Et cette proposition intervient alors que le Grand-Duché cherche des moyens de respecter sa promesse de consacrer 2% de son produit national brut à la défense mutuelle. Actuellement, le pays consacre déjà 0,6% de son PIB à ses dépenses militaires. Mais les hypothèses envisagées parlent de monter ce taux à 0,72% d'ici 2025. D'ailleurs, le Luxembourg aurait dû dépenser environ 1,2 milliard d'euros pour la défense en 2019; un montant conforme à l'engagement signé en 2014. La réalité aura donc tourné à "seulement'' 395 millions d'euros. Et François Bausch de tacler au passage la promesse de contribution, la qualifiant d'«idiote».
Pour le ministre écolo, il serait impossible pour le pays de respecter son obligation en vertu des règles actuelles. Bausch incitant les militaires de l'OTAN à réviser leurs plans d'actions plutôt vers l'action climatique que la course à l'armement. Une proposition dégoupillée aujourd'hui, alors que l'Organisation entend réviser sa stratégie lors d'un prochain sommet en 2021.
A l'heure actuelle, le ministère luxembourgeois de la Défense n'a pas identifié d'alliés possibles dans son effort de redéfinition des dépenses militaires. «Comme il s'agit, d'une part, d'un sujet très délicat et difficile et, d'autre part, que les discussions n'en sont qu'à leur début, il n'est pas possible de révéler plus de détails à ce stade», déclare-t-on officiellement. Pas plus que François Bausch et son état-major n'ont fixé un montant de «dépenses vertes» qui pourraient inciter le gouvernement à verser à l'OTAN la totalité des sommes promises.
Un cas à part
Au sein des trente Etats qui constituent l'OTAN, le Grand-Duché se distingue comme étant le seul pays à avoir confié sa politique de défense à un ministre écologiste. Le pacifisme étant au cœur de l'identité Déi Gréng, François Bausch se voit donc apporter une touche verte à un monde kaki. Autrement dit : inciter les uniformes à se préoccuper plus de l'environnement dont les dysfonctionnements entraînent déjà ou entraîneront des conflits, des destructions, des mouvements de population difficilement maîtrisables.
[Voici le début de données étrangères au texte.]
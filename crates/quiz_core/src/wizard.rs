//! Multi-page quiz wizard.
//!
//! # Responsibility
//! - Walk a taker through the easy, medium and hard pages of a quiz.
//! - Keep submitted pages in session state between requests.
//! - Score the attempt and record a result when the last page is submitted.
//!
//! # Invariants
//! - Pages are always visited in `Difficulty::ALL` order.
//! - Every stored page is re-validated before a result is recorded.
//! - State is reset once a result has been recorded.

use crate::forms::question::QuestionFormSet;
use crate::forms::FormData;
use crate::model::answer::AnswerId;
use crate::model::question::Difficulty;
use crate::model::quiz::Quiz;
use crate::model::result::{NewQuizResult, QuizResult};
use crate::model::user::User;
use crate::repo::error::RepoResult;
use crate::repo::result_repo::ResultRepository;
use crate::repo::Store;
use log::info;
use serde::{Deserialize, Serialize};
use std::collections::BTreeSet;

/// Hidden field identifying which page a submission belongs to.
pub const STEP_FIELD: &str = "wizard_step";

/// Progress of one quiz attempt, persisted in the taker's session.
#[derive(Debug, Clone, Default, PartialEq, Eq, Serialize, Deserialize)]
pub struct WizardState {
    /// Zero-based index of the page awaiting submission.
    pub step: usize,
    /// Raw submissions of the completed pages, in page order.
    pub submitted: Vec<FormData>,
}

/// Who the result is recorded for.
#[derive(Debug, Clone, PartialEq, Eq)]
pub enum Taker {
    User(User),
    Anonymous { email: String },
}

impl Taker {
    fn result_owner(&self) -> (Option<i64>, String) {
        match self {
            Self::User(user) => (Some(user.id), user.email.clone()),
            Self::Anonymous { email } => (None, email.clone()),
        }
    }
}

/// Page to render for the taker.
#[derive(Debug, Clone, PartialEq, Eq, Serialize)]
pub struct WizardPage {
    pub quiz: Quiz,
    /// Zero-based page index.
    pub step: usize,
    pub step_count: usize,
    pub formset: QuestionFormSet,
}

/// Result of handling one wizard request.
#[derive(Debug, Clone, PartialEq, Eq)]
pub enum WizardOutcome {
    Render(Box<WizardPage>),
    Done(QuizResult),
}

/// Wizard over the three difficulty pages of one quiz.
pub struct QuizWizard<'conn> {
    store: Store<'conn>,
    quiz: Quiz,
    steps: Vec<QuestionFormSet>,
}

impl<'conn> QuizWizard<'conn> {
    pub fn load(store: Store<'conn>, quiz: Quiz) -> RepoResult<Self> {
        let steps = Difficulty::ALL
            .into_iter()
            .map(|difficulty| QuestionFormSet::load(&store, &quiz, Some(difficulty)))
            .collect::<RepoResult<Vec<_>>>()?;
        Ok(Self { store, quiz, steps })
    }

    pub fn step_count(&self) -> usize {
        self.steps.len()
    }

    /// Renders the current page without submitted data.
    pub fn get(&self, state: &mut WizardState) -> WizardOutcome {
        self.normalize(state);
        self.render(state.step)
    }

    /// Handles one submitted page.
    ///
    /// Submissions for a page other than the current one re-render the
    /// current page unbound.
    pub fn post(
        &mut self,
        state: &mut WizardState,
        data: &FormData,
        taker: &Taker,
    ) -> RepoResult<WizardOutcome> {
        self.normalize(state);

        let posted_step = data
            .get(STEP_FIELD)
            .and_then(|value| value.trim().parse::<usize>().ok());
        if posted_step != Some(state.step) {
            return Ok(self.render(state.step));
        }

        let current = state.step;
        self.steps[current].bind(data);
        if !self.steps[current].is_valid() {
            return Ok(self.render(current));
        }

        state.submitted.push(data.clone());
        state.step += 1;
        if state.step < self.step_count() {
            return Ok(self.render(state.step));
        }

        self.done(state, taker)
    }

    fn done(&mut self, state: &mut WizardState, taker: &Taker) -> RepoResult<WizardOutcome> {
        for (index, data) in state.submitted.clone().iter().enumerate() {
            self.steps[index].bind(data);
            if !self.steps[index].is_valid() {
                state.step = index;
                state.submitted.truncate(index);
                return Ok(self.render(index));
            }
        }

        let answers_repo = self.store.answers();
        let mut score = 0u32;
        let mut maximum_score = 0u32;
        let mut answer_ids: BTreeSet<AnswerId> = BTreeSet::new();
        for formset in &mut self.steps {
            score += formset.calculate_score(&answers_repo)?.unwrap_or(0);
            maximum_score += formset.maximum_score();
            answer_ids.extend(formset.answer_ids().unwrap_or_default());
        }

        let (user_id, email) = taker.result_owner();
        let result = self.store.results().create_result(&NewQuizResult {
            quiz_id: self.quiz.id,
            user_id,
            email,
            answer_ids: answer_ids.into_iter().collect(),
            score,
            maximum_score,
        })?;

        info!(
            "event=quiz_done module=wizard status=ok quiz={} result_id={} score={} maximum_score={}",
            self.quiz.slug, result.id, score, maximum_score
        );
        *state = WizardState::default();
        Ok(WizardOutcome::Done(result))
    }

    fn normalize(&self, state: &mut WizardState) {
        if state.step >= self.step_count() || state.submitted.len() != state.step {
            *state = WizardState::default();
        }
    }

    fn render(&self, step: usize) -> WizardOutcome {
        WizardOutcome::Render(Box::new(WizardPage {
            quiz: self.quiz.clone(),
            step,
            step_count: self.step_count(),
            formset: self.steps[step].clone(),
        }))
    }
}
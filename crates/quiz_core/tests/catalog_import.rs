use quiz_core::repo::answer_repo::{AnswerRepository, AnswerSet};
use quiz_core::repo::quiz_repo::QuizRepository;
use quiz_core::service::catalog_service::{import_catalog, CatalogFixture, ImportSummary};
use quiz_core::web::http::{Page, Request, Response};
use quiz_core::web::session::SessionData;
use quiz_core::web::views::dispatch;
use quiz_core::{open_db_in_memory, Difficulty, QuizStatus, RepoError, Store};

const PYTHON_ZEN: &str = r#"{
  "quizzes": [
    {
      "name": "Python Zen",
      "description": "The Zen of Python, by Tim Peters",
      "status": "live",
      "questions": [
        {
          "question": "Beautiful is better than...",
          "difficulty": "easy",
          "answers": [
            { "answer": "ugly", "correct": true },
            { "answer": "pretty" },
            { "answer": "handsome", "is_active": false }
          ]
        },
        {
          "question": "Errors should never pass...",
          "difficulty": "medium",
          "answers": [
            { "answer": "silently", "correct": true },
            { "answer": "loudly" }
          ]
        },
        {
          "question": "Namespaces are one honking great...",
          "difficulty": "hard",
          "answers": [
            { "answer": "idea", "correct": true },
            { "answer": "mistake" }
          ]
        }
      ]
    },
    {
      "name": "Unfinished",
      "slug": "wip"
    }
  ]
}"#;

fn fixture() -> CatalogFixture {
    serde_json::from_str(PYTHON_ZEN).unwrap()
}

#[test]
fn import_writes_quizzes_questions_and_answers() {
    let conn = open_db_in_memory().unwrap();
    let store = Store::try_new(&conn).unwrap();

    let summary = import_catalog(&store, &fixture(), None).unwrap();
    assert_eq!(
        summary,
        ImportSummary {
            quizzes: 2,
            questions: 3,
            answers: 7,
            skipped_quizzes: 0,
        }
    );

    let quizzes = store.quizzes();
    let zen = quizzes.get_quiz_by_slug("python-zen").unwrap().unwrap();
    assert_eq!(zen.status, QuizStatus::Live);
    let wip = quizzes.get_quiz_by_slug("wip").unwrap().unwrap();
    assert_eq!(wip.status, QuizStatus::Draft);

    let question_ids = quizzes.question_ids(zen.id).unwrap();
    assert_eq!(question_ids.len(), 3);
    let hard = quizzes
        .live_questions(zen.id, Some(Difficulty::Hard))
        .unwrap();
    assert_eq!(hard.len(), 1);
    assert_eq!(
        store
            .answers()
            .maximum_score(&AnswerSet::ForQuestions(question_ids))
            .unwrap(),
        3
    );
}

#[test]
fn reimport_skips_existing_slugs() {
    let conn = open_db_in_memory().unwrap();
    let store = Store::try_new(&conn).unwrap();
    import_catalog(&store, &fixture(), None).unwrap();

    let summary = import_catalog(&store, &fixture(), None).unwrap();
    assert_eq!(summary.quizzes, 0);
    assert_eq!(summary.skipped_quizzes, 2);
    assert_eq!(store.quizzes().list_quizzes(None).unwrap().len(), 2);
}

#[test]
fn invalid_quiz_is_rolled_back_as_a_whole() {
    let conn = open_db_in_memory().unwrap();
    let store = Store::try_new(&conn).unwrap();
    let broken: CatalogFixture = serde_json::from_str(
        r#"{ "quizzes": [ {
            "name": "Broken",
            "questions": [
                { "question": "Kept?", "answers": [ { "answer": "yes", "correct": true } ] },
                { "question": "   " }
            ]
        } ] }"#,
    )
    .unwrap();

    let err = import_catalog(&store, &broken, None).unwrap_err();
    assert!(matches!(err, RepoError::Validation(_)), "{err}");
    assert!(store.quizzes().list_quizzes(None).unwrap().is_empty());
    assert!(store
        .answers()
        .list_answers(&AnswerSet::ForQuestions(vec![1, 2]), None)
        .unwrap()
        .is_empty());
}

#[test]
fn imported_quiz_is_listed_and_takeable() {
    let conn = open_db_in_memory().unwrap();
    let store = Store::try_new(&conn).unwrap();
    import_catalog(&store, &fixture(), None).unwrap();

    let mut session = SessionData {
        email: Some("guest@example.com".to_string()),
        ..SessionData::default()
    };
    let response = dispatch(&store, &mut Request::get("/python-zen/", &mut session)).unwrap();
    let Response::Page(Page::Wizard(page)) = response else {
        panic!("wizard did not render");
    };
    assert_eq!(page.formset.forms.len(), 1);
    // The inactive answer is not offered.
    assert_eq!(page.formset.forms[0].choices.len(), 2);
}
En marge d'une réunion de l'OTAN en février, le Luxembourg a contribué à hauteur de 1,2 million d'euros à la dépollution de sites militaires pollués en Lettonie. Le gouvernement de Xavier Bettel prévoit également de réduire l'empreinte carbone de l'armée en remplaçant progressivement sa flotte de véhicules civils par des voitures hybrides ou électriques. De même, il est annoncé que la rénovation de la caserne militaire à Diekirch et d'un stand de tir suivront les nouvelles normes environnementales pour réduire la pollution.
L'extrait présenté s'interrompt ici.